Activists and journalists got a little ruffled up Friday at the EFCC headquarters in Abuja as effort to make the agency probe the trending bullion van saga to which it responded days ago.
Days ago, the agency said that nobody had brought any petition to probe the APC national leader Bola Tinubu in whose house the van emptied its contents during the last presidential election.
The convener, Concerned Nigerians, Deji Adeyanju, however brought and submitted a petition Friday.
Other activists who signed the petition were Ariyo-Dare Atoye of the Coalition in Defence of Nigerian Democracy and Constitution; and Adebayo Raphael of the Free Nigeria Movement.
The activists who visited the EFCC head office on Friday morning, addressed the petition to the EFCC Acting Chairman, Ibrahim Magu, and titled it, ‘Petition to investigate the source of money conveyed in bullion vans to the home of Asiwaju Ahmed Tinubu on the eve of 2019 presidential election.’

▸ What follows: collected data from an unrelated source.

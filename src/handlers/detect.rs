//! Anomaly detection handler

use axum::{extract::State, Json};
use serde::Serialize;

use crate::error::AppJson;
use crate::models::TelemetryRecord;
use crate::{AppResult, AppState};

#[derive(Debug, Serialize)]
pub struct DetectResponse {
    pub message: String,
}

/// Score one telemetry record and report the verdict.
pub async fn detect(
    State(state): State<AppState>,
    AppJson(record): AppJson<TelemetryRecord>,
) -> AppResult<Json<DetectResponse>> {
    let result = state.detector.detect(&record)?;

    tracing::info!(
        "Vehicle {}: {} (mse {:.6})",
        result.vehicle_id,
        result.status_label(),
        result.mse
    );

    Ok(Json(DetectResponse {
        message: format!(
            "Vehicle ID: {}, status: {}, mse: {}",
            result.vehicle_id,
            result.status_label(),
            result.mse
        ),
    }))
}
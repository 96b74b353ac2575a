use std::collections::HashMap;
use std::sync::{Arc, Mutex};

use tokio::sync::mpsc::{unbounded_channel, UnboundedReceiver, UnboundedSender};

use crate::bus::{BusError, BusResult, MessageBus, Subscription};

#[derive(Default)]
struct BusState {
    channels: HashMap<String, Vec<UnboundedSender<String>>>,
    store: HashMap<String, String>,
}

/// In-process bus. Clones share the same channels and key/value store.
#[derive(Clone, Default)]
pub struct MemoryBus {
    state: Arc<Mutex<BusState>>,
}

pub struct MemorySubscription {
    receiver: UnboundedReceiver<String>,
}

impl Subscription for MemorySubscription {
    fn next_message(&mut self) -> Option<String> {
        self.receiver.blocking_recv()
    }
}

impl MemoryBus {
    pub fn new() -> Self {
        Self::default()
    }

    /// Drops every subscriber of `channel`. Subscribers still drain queued
    /// messages before observing the close.
    pub fn close(&self, channel: &str) -> BusResult<()> {
        let mut state = self.state.lock().map_err(|_| BusError::Poisoned)?;
        state.channels.remove(channel);
        Ok(())
    }
}

impl MessageBus for MemoryBus {
    type Subscription = MemorySubscription;

    fn subscribe(&self, channel: &str) -> BusResult<MemorySubscription> {
        let (sender, receiver) = unbounded_channel();
        let mut state = self.state.lock().map_err(|_| BusError::Poisoned)?;
        state
            .channels
            .entry(channel.to_string())
            .or_default()
            .push(sender);
        Ok(MemorySubscription { receiver })
    }

    fn publish(&self, channel: &str, message: &str) -> BusResult<usize> {
        let mut state = self.state.lock().map_err(|_| BusError::Poisoned)?;
        let Some(senders) = state.channels.get_mut(channel) else {
            return Ok(0);
        };
        senders.retain(|sender| sender.send(message.to_string()).is_ok());
        Ok(senders.len())
    }

    fn set(&self, key: &str, value: &str) -> BusResult<()> {
        let mut state = self.state.lock().map_err(|_| BusError::Poisoned)?;
        state.store.insert(key.to_string(), value.to_string());
        Ok(())
    }

    fn get(&self, key: &str) -> BusResult<Option<String>> {
        let state = self.state.lock().map_err(|_| BusError::Poisoned)?;
        Ok(state.store.get(key).cloned())
    }
}
use std::path::Path;

use rusqlite::functions::FunctionFlags;
use rusqlite::types::Value;
use rusqlite::{params_from_iter, Connection};

use crate::catalog::query::CatalogQuery;
use crate::catalog::record::{CatalogRecord, SourceId};

/// Errors raised while reading from the catalog store.
#[derive(thiserror::Error, Debug)]
pub enum CatalogError {
    #[error("SQLite error: {0}")]
    Sqlite(#[from] rusqlite::Error),
    #[error("unsupported source_id value in row {row}")]
    UnsupportedSourceId { row: usize },
    #[error("store unavailable: {0}")]
    Unavailable(String),
}

/// Read access to the relational catalog of known sources.
pub trait CatalogStore {
    /// Runs the query in a single read transaction, returning rows in store order.
    fn fetch(&self, query: &CatalogQuery) -> Result<Vec<CatalogRecord>, CatalogError>;
}

/// Catalog backed by a SQLite database holding a `target_list`-shaped table.
pub struct SqliteCatalog {
    conn: Connection,
}

impl SqliteCatalog {
    pub fn open<P: AsRef<Path>>(path: P) -> Result<Self, CatalogError> {
        Self::with_connection(Connection::open(path)?)
    }

    pub fn open_in_memory() -> Result<Self, CatalogError> {
        Self::with_connection(Connection::open_in_memory()?)
    }

    fn with_connection(conn: Connection) -> Result<Self, CatalogError> {
        register_trig_functions(&conn)?;
        Ok(Self { conn })
    }

    /// Creates the catalog table and its `(ra, decl)` index if missing.
    pub fn create_table(&self, table: &str) -> Result<(), CatalogError> {
        let index = table.replace('.', "_");
        self.conn.execute_batch(&format!(
            "CREATE TABLE IF NOT EXISTS {table} (
                 source_id,
                 ra REAL NOT NULL,
                 decl REAL NOT NULL,
                 dist_c REAL
             );
             CREATE INDEX IF NOT EXISTS {index}_ra_decl ON {table} (ra, decl);"
        ))?;
        Ok(())
    }

    /// Bulk-loads fixture rows; returns the number inserted.
    pub fn insert_records(
        &mut self,
        table: &str,
        records: &[CatalogRecord],
    ) -> Result<usize, CatalogError> {
        let tx = self.conn.transaction()?;
        {
            let mut stmt = tx.prepare(&format!(
                "INSERT INTO {} (source_id, ra, decl, dist_c) VALUES (?1, ?2, ?3, ?4)",
                table
            ))?;
            for record in records {
                let source_id = match &record.source_id {
                    SourceId::Number(id) => Value::Integer(*id),
                    SourceId::Name(name) => Value::Text(name.clone()),
                };
                stmt.execute(rusqlite::params![
                    source_id,
                    record.ra,
                    record.dec,
                    record.distance
                ])?;
            }
        }
        tx.commit()?;
        Ok(records.len())
    }
}

impl CatalogStore for SqliteCatalog {
    fn fetch(&self, query: &CatalogQuery) -> Result<Vec<CatalogRecord>, CatalogError> {
        let tx = self.conn.unchecked_transaction()?;
        let records = {
            let mut stmt = tx.prepare(&query.sql)?;
            let rows = stmt.query_map(params_from_iter(query.params.iter()), |row| {
                Ok((
                    row.get::<_, Value>(0)?,
                    row.get::<_, f64>(1)?,
                    row.get::<_, f64>(2)?,
                    row.get::<_, Option<f64>>(3)?,
                ))
            })?;

            let mut records = Vec::new();
            for (index, row) in rows.enumerate() {
                let (raw_id, ra, dec, distance) = row?;
                let source_id = match raw_id {
                    Value::Integer(id) => SourceId::Number(id),
                    Value::Text(name) => SourceId::Name(name),
                    _ => return Err(CatalogError::UnsupportedSourceId { row: index }),
                };
                records.push(CatalogRecord {
                    source_id,
                    ra,
                    dec,
                    distance,
                });
            }
            records
        };
        tx.commit()?;
        Ok(records)
    }
}

fn register_trig_functions(conn: &Connection) -> rusqlite::Result<()> {
    let flags = FunctionFlags::SQLITE_UTF8 | FunctionFlags::SQLITE_DETERMINISTIC;
    // Rounding can push the cosine just past 1 for sources at the pointing center.
    conn.create_scalar_function("ACOS", 1, flags, |ctx| {
        Ok(ctx.get::<f64>(0)?.clamp(-1.0, 1.0).acos())
    })?;
    conn.create_scalar_function("SIN", 1, flags, |ctx| Ok(ctx.get::<f64>(0)?.sin()))?;
    conn.create_scalar_function("COS", 1, flags, |ctx| Ok(ctx.get::<f64>(0)?.cos()))?;
    conn.create_scalar_function("RADIANS", 1, flags, |ctx| {
        Ok(ctx.get::<f64>(0)?.to_radians())
    })?;
    Ok(())
}

#[cfg(test)]
mod tests {
    use super::*;
    use crate::catalog::query::{CatalogQueryBuilder, DEFAULT_TABLE};
    use crate::math::geometry::GeometryEngine;
    use tempfile::TempDir;

    fn seeded_catalog(records: &[CatalogRecord]) -> SqliteCatalog {
        let mut catalog = SqliteCatalog::open_in_memory().unwrap();
        catalog.create_table(DEFAULT_TABLE).unwrap();
        catalog.insert_records(DEFAULT_TABLE, records).unwrap();
        catalog
    }

    fn cone_query(ra_deg: f64, dec_deg: f64, radius_deg: f64) -> CatalogQuery {
        let (ra, dec, r) = (
            ra_deg.to_radians(),
            dec_deg.to_radians(),
            radius_deg.to_radians(),
        );
        let boxes = GeometryEngine::bounding_boxes(ra, dec, r);
        CatalogQueryBuilder::new(DEFAULT_TABLE)
            .unwrap()
            .build(&boxes, ra, dec, r)
    }

    #[test]
    fn fetch_returns_sources_inside_cone() {
        let catalog = seeded_catalog(&[
            CatalogRecord::new(1_i64, 100.0, 10.0, Some(12.5)),
            CatalogRecord::new(2_i64, 100.5, 10.2, None),
            CatalogRecord::new(3_i64, 103.0, 10.0, Some(4.0)),
            CatalogRecord::new("named", 99.8, 9.9, Some(1.0)),
        ]);

        let records = catalog.fetch(&cone_query(100.0, 10.0, 1.0)).unwrap();
        let mut ids: Vec<String> = records.iter().map(|r| r.source_id.to_string()).collect();
        ids.sort();
        assert_eq!(ids, vec!["1", "2", "named"]);
        let first = records
            .iter()
            .find(|r| r.source_id == SourceId::Number(1))
            .unwrap();
        assert_eq!(first.distance, Some(12.5));
        let second = records
            .iter()
            .find(|r| r.source_id == SourceId::Number(2))
            .unwrap();
        assert_eq!(second.distance, None);
    }

    #[test]
    fn fetch_keeps_sources_across_the_antimeridian() {
        let catalog = seeded_catalog(&[
            CatalogRecord::new(10_i64, 0.0, 0.0, None),
            CatalogRecord::new(11_i64, 357.0, 1.0, None),
            CatalogRecord::new(12_i64, 5.5, 0.0, None),
            CatalogRecord::new(13_i64, 350.0, 0.0, None),
            CatalogRecord::new(14_i64, 180.0, 0.0, None),
        ]);

        let records = catalog.fetch(&cone_query(1.0, 0.0, 5.0)).unwrap();
        let mut ids: Vec<String> = records.iter().map(|r| r.source_id.to_string()).collect();
        ids.sort();
        assert_eq!(ids, vec!["10", "11", "12"]);
    }

    #[test]
    fn fetch_covers_the_pole() {
        let catalog = seeded_catalog(&[
            CatalogRecord::new(20_i64, 0.0, 90.0, None),
            CatalogRecord::new(21_i64, 190.0, 87.0, None),
            CatalogRecord::new(22_i64, 10.0, 80.0, None),
        ]);

        let records = catalog.fetch(&cone_query(10.0, 89.0, 5.0)).unwrap();
        let mut ids: Vec<String> = records.iter().map(|r| r.source_id.to_string()).collect();
        ids.sort();
        assert_eq!(ids, vec!["20", "21"]);
    }

    #[test]
    fn full_scan_without_boxes_is_still_exact() {
        let catalog = seeded_catalog(&[
            CatalogRecord::new(30_i64, 0.0, 0.0, None),
            CatalogRecord::new(31_i64, 120.0, 0.0, None),
        ]);
        let query = CatalogQueryBuilder::new(DEFAULT_TABLE)
            .unwrap()
            .build(&[], 0.0, 0.0, 100.0_f64.to_radians());
        let records = catalog.fetch(&query).unwrap();
        assert_eq!(records.len(), 1);
        assert_eq!(records[0].source_id, SourceId::Number(30));
    }

    #[test]
    fn missing_table_is_reported() {
        let catalog = SqliteCatalog::open_in_memory().unwrap();
        let err = catalog.fetch(&cone_query(0.0, 0.0, 1.0)).unwrap_err();
        assert!(matches!(err, CatalogError::Sqlite(_)));
    }

    #[test]
    fn reopens_catalog_from_disk() {
        let dir = TempDir::new().unwrap();
        let path = dir.path().join("catalog.db");
        {
            let mut catalog = SqliteCatalog::open(&path).unwrap();
            catalog.create_table(DEFAULT_TABLE).unwrap();
            catalog
                .insert_records(DEFAULT_TABLE, &[CatalogRecord::new(40_i64, 45.0, -30.0, None)])
                .unwrap();
        }
        let catalog = SqliteCatalog::open(&path).unwrap();
        let records = catalog.fetch(&cone_query(45.0, -30.0, 0.5)).unwrap();
        assert_eq!(records.len(), 1);
    }
}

But while Adeyanju was mounted a soapbox, addressing journalists by the road leading to the EFCC office, armed security men attached to the Commission ordered Adeyanju to stop.
“You will not do the right thing. You will come and be harassing ordinary citizens,” the activist protested.
“Why would you tell me to leave this place? The harassment is too much. This is a public institution.”
Continuing, Adeyanju reminded his audience how the EFCC challenged Nigerians that the reason they cannot investigate Asiwaju Bola Ahmed Tinubu over the election eve bullion vans sighted at his residence was because there was no petition to that effect.
“Some of us have already taken up the challenge which is exactly the reason we are here and, basically, I believe that, as citizens of our country, we must always ensure that the right thing is done at all times.
“You can see that, even as we are addressing the Press, members of the EFCC are harassing us, instead of going to Bourdillon to go and do this work.
“To the best of our knowledge, Mr Bola Ahmed Tinubu is a private citizen who ordinarily should not be seen with a convoy of bullion vans.
“The questions begging for answers are: What are bullion vans doing in the house of Asiwaju Bola Ahmed Tinubu? Who owns the content, believing to be cash in the bullion vans that were seen entering the house of Bola Ahmed Tinubu on the eve of Nigerian presidential elections?
“Has the commission, based on its core mandates, investigated the source of the Bullion Vans? Is Bola Ahmed Tinubu’s house, now a bank where Bullion Vans now take money to?”